#### [ENTRIES PROVIDED]
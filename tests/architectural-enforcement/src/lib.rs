//! Source scanning helpers for the architecture guards in `tests/`
//!
//! The guards read production sources line by line; these helpers locate the
//! workspace crates and walk their `.rs` files.

use std::path::{Path, PathBuf};

/// Production source roots, relative to the workspace root
pub const CORE_SRC: &str = "agent/core/src";
/// Terminal surface sources, relative to the workspace root
pub const TUI_SRC: &str = "tui/src";

/// Workspace root (two levels above this crate)
pub fn workspace_root() -> PathBuf {
    Path::new(env!("CARGO_MANIFEST_DIR")).join("../..")
}

/// A production source file, split into lines
pub struct SourceFile {
    /// Path as found on disk
    pub path: PathBuf,
    /// File contents
    pub content: String,
}

impl SourceFile {
    /// Lines of the file
    pub fn lines(&self) -> Vec<&str> {
        self.content.lines().collect()
    }

    /// Path relative to the workspace root, with `/` separators
    pub fn display_path(&self) -> String {
        let root = workspace_root();
        self.path
            .strip_prefix(&root)
            .unwrap_or(&self.path)
            .to_string_lossy()
            .replace('\\', "/")
    }
}

/// Every `.rs` file under `dir` (relative to the workspace root)
///
/// A missing directory yields nothing.
pub fn rust_sources(dir: &str) -> Vec<SourceFile> {
    let root = workspace_root().join(dir);
    if !root.exists() {
        return Vec::new();
    }

    walkdir::WalkDir::new(&root)
        .into_iter()
        .filter_map(Result::ok)
        .filter(|e| e.path().extension().and_then(|s| s.to_str()) == Some("rs"))
        .filter_map(|e| {
            let content = std::fs::read_to_string(e.path()).ok()?;
            Some(SourceFile {
                path: e.path().to_path_buf(),
                content,
            })
        })
        .collect()
}

/// Code before any `//` comment
pub fn code_part(line: &str) -> &str {
    line.split("//").next().unwrap_or(line)
}

#[cfg(test)]
mod tests {
    use super::*;

    #[test]
    fn test_finds_workspace_sources() {
        let core = rust_sources(CORE_SRC);
        assert!(core.iter().any(|f| f.display_path().ends_with("session.rs")));

        let tui = rust_sources(TUI_SRC);
        assert!(tui.iter().any(|f| f.display_path() == "tui/src/app.rs"));
    }

    #[test]
    fn test_code_part_strips_comments() {
        assert_eq!(code_part("let x = 1; // sleep(1)"), "let x = 1; ");
        assert_eq!(code_part("/// docs"), "");
    }
}
//! Agent Core - Headless Session Logic for the Voice-Agent Front-End
//!
//! This crate holds everything the front-end does that is not drawing:
//! loading branding/config, obtaining connection credentials, driving the
//! real-time room session, and the pure state behind the control bar,
//! transcript and theme. A surface (the terminal UI, or a test) renders it.
//!
//! # Architecture
//!
//! ```text
//! ┌──────────────────────────────────────────────────────────────┐
//! │                      Surface (agent-tui)                      │
//! │     start / end / toggle / chat          SessionMessage       │
//! └───────────────┬───────────────────────────────▲──────────────┘
//!                 │                               │ mpsc
//! ┌───────────────▼───────────────────────────────┴──────────────┐
//! │                       SessionController                       │
//! │  ┌─────────────┐   ┌──────────────┐   ┌────────────────────┐ │
//! │  │ TokenSource │   │ RoomTransport│   │ AppConfig (Arc)    │ │
//! │  │ endpoint /  │   │ in-process / │   │ defaults, file,    │ │
//! │  │ local mint  │   │ SDK-backed   │   │ remote, env        │ │
//! │  └─────────────┘   └──────────────┘   └────────────────────┘ │
//! └──────────────────────────────────────────────────────────────┘
//! ```
//!
//! # Key Types
//!
//! - [`SessionController`]: owns the room and the session lifecycle
//! - [`SessionMessage`]: what the controller reports to the surface
//! - [`TokenSource`]: where connection credentials come from
//! - [`RoomTransport`]: the seam to the real-time media backend
//! - [`AppConfig`]: branding and feature flags, loaded once
//! - [`ThemeController`]: persisted dark/light/system preference
//!
//! # Quick Start
//!
//! ```ignore
//! use std::sync::Arc;
//! use agent_core::{
//!     config::{ConfigLoader, EnvSettings},
//!     room::InProcessRoom,
//!     token::token_source_from_settings,
//!     SessionController,
//! };
//! use tokio::sync::mpsc;
//!
//! #[tokio::main]
//! async fn main() -> anyhow::Result<()> {
//!     let settings = EnvSettings::from_env();
//!     let loaded = ConfigLoader::new(settings.clone()).load().await;
//!     let tokens = token_source_from_settings(&settings, &loaded.config)?;
//!
//!     let (tx, mut rx) = mpsc::channel(100);
//!     let session = SessionController::new(
//!         Arc::new(InProcessRoom::default()),
//!         tokens,
//!         loaded.config,
//!         tx,
//!     );
//!
//!     session.start();
//!     while let Some(msg) = rx.recv().await {
//!         // Render message
//!     }
//!     Ok(())
//! }
//! ```

#![warn(missing_docs)]
#![warn(clippy::pedantic)]
#![allow(clippy::module_name_repetitions)]
#![allow(clippy::must_use_candidate)]

pub mod alerts;
pub mod config;
pub mod controls;
pub mod error;
pub mod room;
pub mod session;
pub mod theme;
pub mod token;
pub mod transcript;

pub use alerts::{Alert, AlertLevel, AlertQueue};
pub use config::{AppConfig, ConfigLoader, ConfigSource, EnvSettings, LoadedConfig};
pub use controls::{
    ControlBarControls, InputControls, PublishPermissions, TrackToggle, VisibleControls,
};
pub use error::{AgentError, AgentResult, ErrorKind};
pub use room::{RoomEvent, RoomTransport, TrackSource};
pub use session::{SessionController, SessionMessage, SessionOptions, SessionState};
pub use theme::{ThemeClass, ThemeController, ThemePreference, ThemeStore};
pub use token::{ConnectionDetails, TokenRequest, TokenSource};
pub use transcript::{AutoScroll, ChatMessage, ScrollMetrics, Transcript};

#### [DIRECTIONS]
Beginning with the first line of the records above, reproduce each line exactly, ending at the line that contains "of the file", and leave out everything else.

#### [OUTPUT]
filename tests/architectural-enforcement/src/lib.rs
//! Source scanning helpers for the architecture guards in `tests/`
//!
//! The guards read production sources line by line; these helpers locate the
//! workspace crates and walk their `.rs` files.

use std::path::{Path, PathBuf};

/// Production source roots, relative to the workspace root
pub const CORE_SRC: &str = "agent/core/src";
/// Terminal surface sources, relative to the workspace root
pub const TUI_SRC: &str = "tui/src";

/// Workspace root (two levels above this crate)
pub fn workspace_root() -> PathBuf {
    Path::new(env!("CARGO_MANIFEST_DIR")).join("../..")
}

/// A production source file, split into lines
pub struct SourceFile {
    /// Path as found on disk
    pub path: PathBuf,
    /// File contents
    pub content: String,
}

impl SourceFile {
    /// Lines of the file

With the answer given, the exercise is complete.